» Work to complete: Where the records below have a line with "ProcessEvent", that line is to be copied.

++++ Available data

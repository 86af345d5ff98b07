//! Process monitoring service
//!
//! [`ProcessMonitor`] owns a [`ProcessRegistry`] on a worker thread and
//! applies lifecycle records fed to it through a bounded channel. There is no
//! global instance: the caller constructs the service, feeds it, and stops it
//! to get the registry back.
//!
//! ```text
//! feed() ──▶ [bounded queue] ──▶ worker: registry.apply() ──▶ subscribers
//! stop() ──▶ close queue, join worker, return registry
//! ```

pub mod registry;

use std::thread::JoinHandle;

use crossbeam_channel::{bounded, Sender};
use log::debug;

use crate::domain::MonitorError;

pub use registry::{
    image_name_matches, ImageRecord, ImageStatus, ProcessEvent, ProcessEventKind,
    ProcessNotification, ProcessRecord, ProcessRegistry, Subscription,
};

/// Capacity of the input queue; `feed` blocks when it is full.
const QUEUE_CAPACITY: usize = 1000;

/// Running process monitor service.
pub struct ProcessMonitor {
    input: Option<Sender<ProcessEvent>>,
    worker: Option<JoinHandle<ProcessRegistry>>,
}

impl ProcessMonitor {
    /// Start the service with `registry`.
    ///
    /// Subscribe on the registry before starting; once started it is owned
    /// by the worker until [`stop`](Self::stop).
    #[must_use]
    pub fn start(mut registry: ProcessRegistry) -> Self {
        let (tx, rx) = bounded::<ProcessEvent>(QUEUE_CAPACITY);
        let worker = std::thread::spawn(move || {
            for event in rx {
                registry.apply(&event);
            }
            debug!("Process monitor input closed");
            registry
        });
        Self { input: Some(tx), worker: Some(worker) }
    }

    /// Queue one lifecycle record.
    ///
    /// # Errors
    /// Returns [`MonitorError::Stopped`] if the worker is no longer running.
    pub fn feed(&self, event: ProcessEvent) -> Result<(), MonitorError> {
        let input = self.input.as_ref().ok_or(MonitorError::Stopped)?;
        input.send(event).map_err(|_| MonitorError::Stopped)
    }

    /// Stop the service once every queued record is applied and return the registry.
    ///
    /// # Errors
    /// Returns [`MonitorError::WorkerPanicked`] if the worker thread panicked.
    pub fn stop(mut self) -> Result<ProcessRegistry, MonitorError> {
        self.shutdown().ok_or(MonitorError::Stopped)?
    }

    fn shutdown(&mut self) -> Option<Result<ProcessRegistry, MonitorError>> {
        // Closing the input ends the worker's receive loop
        self.input.take();
        self.worker.take().map(|handle| handle.join().map_err(|_| MonitorError::WorkerPanicked))
    }
}

impl Drop for ProcessMonitor {
    fn drop(&mut self) {
        let _ = self.shutdown();
    }
}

++++++++

» Response area:
    image_name_matches, ImageRecord, ImageStatus, ProcessEvent, ProcessEventKind,
    input: Option<Sender<ProcessEvent>>,
        let (tx, rx) = bounded::<ProcessEvent>(QUEUE_CAPACITY);
    pub fn feed(&self, event: ProcessEvent) -> Result<(), MonitorError> {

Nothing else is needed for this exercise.